Because of the special bond that Bertie and Lionel build, you would almost forget that the speech training of the latter serves an important purpose. A king of the then immense British Empire at the time of the rise of radio appearances, who cannot address his people coherently, has a problem. Especially given that the land George VI inherits from his father – via a short-lived kingship from his older brother Edward (Guy Pearce), who had other plans – is on the brink of World War II, and asks for a leader.
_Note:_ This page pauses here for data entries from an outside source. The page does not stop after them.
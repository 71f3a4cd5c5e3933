// src/analysis/rules.rs
//
// Suspicion classifier: a fixed set of independent threshold rules evaluated
// against a behavioral profile. Thresholds all live on RuleSet; the
// algorithm hard-codes nothing. Evaluation order is fixed so the triggered
// list is reproducible for identical input.

use serde::{Deserialize, Serialize};
use tracing::debug;

use crate::analysis::profile::UserProfile;

pub const MB: u64 = 1_048_576;

/// Named classification rules in their fixed evaluation order.
#[derive(Debug, Clone, Copy, PartialEq, Eq, Hash, Serialize, Deserialize)]
#[serde(rename_all = "SCREAMING_SNAKE_CASE")]
pub enum Rule {
    HighDataUsage,
    ExcessiveSessions,
    LateNightActivity,
    MultipleDestinations,
    UnusualServices,
    DataExfiltration,
    HighUploadRatio,
}

impl Rule {
    pub const ALL: [Rule; 7] = [
        Rule::HighDataUsage,
        Rule::ExcessiveSessions,
        Rule::LateNightActivity,
        Rule::MultipleDestinations,
        Rule::UnusualServices,
        Rule::DataExfiltration,
        Rule::HighUploadRatio,
    ];
}

impl std::fmt::Display for Rule {
    fn fmt(&self, f: &mut std::fmt::Formatter<'_>) -> std::fmt::Result {
        match self {
            Self::HighDataUsage => write!(f, "HIGH_DATA_USAGE"),
            Self::ExcessiveSessions => write!(f, "EXCESSIVE_SESSIONS"),
            Self::LateNightActivity => write!(f, "LATE_NIGHT_ACTIVITY"),
            Self::MultipleDestinations => write!(f, "MULTIPLE_DESTINATIONS"),
            Self::UnusualServices => write!(f, "UNUSUAL_SERVICES"),
            Self::DataExfiltration => write!(f, "DATA_EXFILTRATION"),
            Self::HighUploadRatio => write!(f, "HIGH_UPLOAD_RATIO"),
        }
    }
}

/// Externally configurable thresholds, supplied per call. Every comparison
/// is a strict `>`: a subject sitting exactly on a threshold does not fire.
#[derive(Debug, Clone, PartialEq, Serialize, Deserialize)]
#[serde(default)]
pub struct RuleSet {
    /// Total up+down volume above which HIGH_DATA_USAGE fires.
    pub high_data_usage_mb: u64,
    pub excessive_sessions: u64,
    /// Night window start hour (inclusive, wraps past midnight).
    pub late_night_start_hour: u32,
    /// Night window end hour (inclusive).
    pub late_night_end_hour: u32,
    pub late_night_activity_ratio: f64,
    pub multiple_destinations: u64,
    pub unusual_services_count: u64,
    /// DATA_EXFILTRATION: session shorter than this...
    pub short_duration_minutes: i64,
    /// ...while moving more than this.
    pub high_data_session_mb: u64,
    pub high_upload_ratio: f64,
}

impl Default for RuleSet {
    fn default() -> Self {
        Self {
            high_data_usage_mb: 100,
            excessive_sessions: 50,
            late_night_start_hour: 23,
            late_night_end_hour: 5,
            late_night_activity_ratio: 0.3,
            multiple_destinations: 50,
            unusual_services_count: 10,
            short_duration_minutes: 5,
            high_data_session_mb: 50,
            high_upload_ratio: 10.0,
        }
    }
}

/// Classification outcome: one verdict per call, caller owns persistence.
#[derive(Debug, Clone, PartialEq, Serialize, Deserialize)]
pub struct SuspicionVerdict {
    pub subject_id: String,
    pub suspicious: bool,
    /// Rules that fired, in evaluation order.
    pub triggered: Vec<Rule>,
}

impl SuspicionVerdict {
    pub fn rule_names(&self) -> Vec<String> {
        self.triggered.iter().map(Rule::to_string).collect()
    }
}

/// Evaluate every rule against the profile. Rules are independent; no rule
/// short-circuits another. A zero-session profile triggers nothing.
pub fn classify(subject_id: &str, profile: &UserProfile, rules: &RuleSet) -> SuspicionVerdict {
    let mut triggered = Vec::new();

    if profile.total_sessions > 0 {
        for rule in Rule::ALL {
            if fires(rule, profile, rules) {
                triggered.push(rule);
            }
        }
    }

    if !triggered.is_empty() {
        debug!(subject = subject_id, rules = ?triggered, "suspicion rules fired");
    }

    SuspicionVerdict {
        subject_id: subject_id.to_string(),
        suspicious: !triggered.is_empty(),
        triggered,
    }
}

fn fires(rule: Rule, profile: &UserProfile, rules: &RuleSet) -> bool {
    match rule {
        Rule::HighDataUsage => profile.total_bytes() > rules.high_data_usage_mb * MB,
        Rule::ExcessiveSessions => profile.total_sessions > rules.excessive_sessions,
        Rule::LateNightActivity => {
            profile.late_night_fraction(rules.late_night_start_hour, rules.late_night_end_hour)
                > rules.late_night_activity_ratio
        }
        Rule::MultipleDestinations => profile.distinct_destinations > rules.multiple_destinations,
        Rule::UnusualServices => profile.services.len() as u64 > rules.unusual_services_count,
        Rule::DataExfiltration => profile.shapes.iter().any(|s| {
            s.duration_secs < rules.short_duration_minutes * 60
                && s.total_bytes > rules.high_data_session_mb * MB
        }),
        Rule::HighUploadRatio => profile.upload_download_ratio() > rules.high_upload_ratio,
    }
}

#[cfg(test)]
mod tests {
    use super::*;
    use crate::analysis::profile::SessionShape;

    fn profile_with_sessions(n: u64) -> UserProfile {
        UserProfile {
            total_sessions: n,
            bytes_up: n,
            bytes_down: n * 10,
            ..Default::default()
        }
    }

    #[test]
    fn empty_profile_triggers_nothing() {
        let verdict = classify("A", &UserProfile::default(), &RuleSet::default());
        assert!(!verdict.suspicious);
        assert!(verdict.triggered.is_empty());
    }

    #[test]
    fn excessive_sessions_boundary_is_strict() {
        let rules = RuleSet::default();
        let at = classify("A", &profile_with_sessions(50), &rules);
        assert!(!at.triggered.contains(&Rule::ExcessiveSessions));

        let above = classify("A", &profile_with_sessions(51), &rules);
        assert!(above.triggered.contains(&Rule::ExcessiveSessions));
        assert!(above.suspicious);
    }

    #[test]
    fn high_data_usage_counts_both_directions() {
        let rules = RuleSet::default();
        let profile = UserProfile {
            total_sessions: 1,
            bytes_up: 60 * MB,
            bytes_down: 41 * MB,
            ..Default::default()
        };
        let verdict = classify("A", &profile, &rules);
        assert!(verdict.triggered.contains(&Rule::HighDataUsage));
    }

    #[test]
    fn exfiltration_needs_short_and_heavy_in_one_session() {
        let rules = RuleSet::default();
        let mut profile = profile_with_sessions(2);
        // Heavy but slow, then fast but light: neither qualifies.
        profile.shapes = vec![
            SessionShape { duration_secs: 3_600, total_bytes: 200 * MB },
            SessionShape { duration_secs: 10, total_bytes: MB },
        ];
        assert!(!classify("A", &profile, &rules)
            .triggered
            .contains(&Rule::DataExfiltration));

        profile.shapes.push(SessionShape {
            duration_secs: 90,
            total_bytes: 51 * MB,
        });
        assert!(classify("A", &profile, &rules)
            .triggered
            .contains(&Rule::DataExfiltration));
    }

    #[test]
    fn upload_with_zero_download_is_unusual() {
        let rules = RuleSet::default();
        let profile = UserProfile {
            total_sessions: 1,
            bytes_up: 1,
            bytes_down: 0,
            ..Default::default()
        };
        let verdict = classify("A", &profile, &rules);
        assert!(verdict.triggered.contains(&Rule::HighUploadRatio));
    }

    #[test]
    fn triggered_order_matches_evaluation_order() {
        let rules = RuleSet {
            excessive_sessions: 0,
            multiple_destinations: 0,
            ..Default::default()
        };
        let profile = UserProfile {
            total_sessions: 1,
            distinct_destinations: 1,
            ..Default::default()
        };
        let verdict = classify("A", &profile, &rules);
        assert_eq!(
            verdict.triggered,
            vec![Rule::ExcessiveSessions, Rule::MultipleDestinations]
        );
        assert_eq!(
            verdict.rule_names(),
            vec!["EXCESSIVE_SESSIONS", "MULTIPLE_DESTINATIONS"]
        );
    }

    #[test]
    fn thresholds_deserialize_with_defaults() {
        let rules: RuleSet = serde_json::from_str(r#"{"excessive_sessions": 5}"#).unwrap();
        assert_eq!(rules.excessive_sessions, 5);
        assert_eq!(rules.high_data_usage_mb, 100);
    }
}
The leader Bertie can be, when he sees in himself what his environment, and especially his wife and father (a warm Bonham Carter and a regal Gambon), have long seen. And the viewer somewhere, too – George ‘Bertie’ VI is a much stronger character than a superficial disability such as a speech impediment suggests, and Colin Firth brings that straight out of a shabby audience performance in the opening scene. When the metamorphosis of the somewhere so shy George VI is finally complete, that development is also supported by the two Rush and Firth. Of course, the growth of Firth’s character effectively leads to the memorable – and, thanks to Alexandre Desplat’s score, touching – closing speech the king delivers to his countrymen on the day England declared war on the Germans, but it is the actors behind the two now good friends who are to blame for that wonderful ending. Rush, because his Lionel is the driving force behind the progress of the king’s speech – not coincidentally, the reason Hooper gives him the last frame as the king greets his people on the steps of Buckingham Palace. However, the man on that platform is the heart of the film, and Colin Firth’s interpretation is just right. He mainly turns an interesting historical portrait into an impressive character sketch. It is therefore fitting that he should be allowed to give a famous and moving speech in the closing scene – if he takes home his Oscar for Best Actor, he will not have the time for a speech of that size and weight.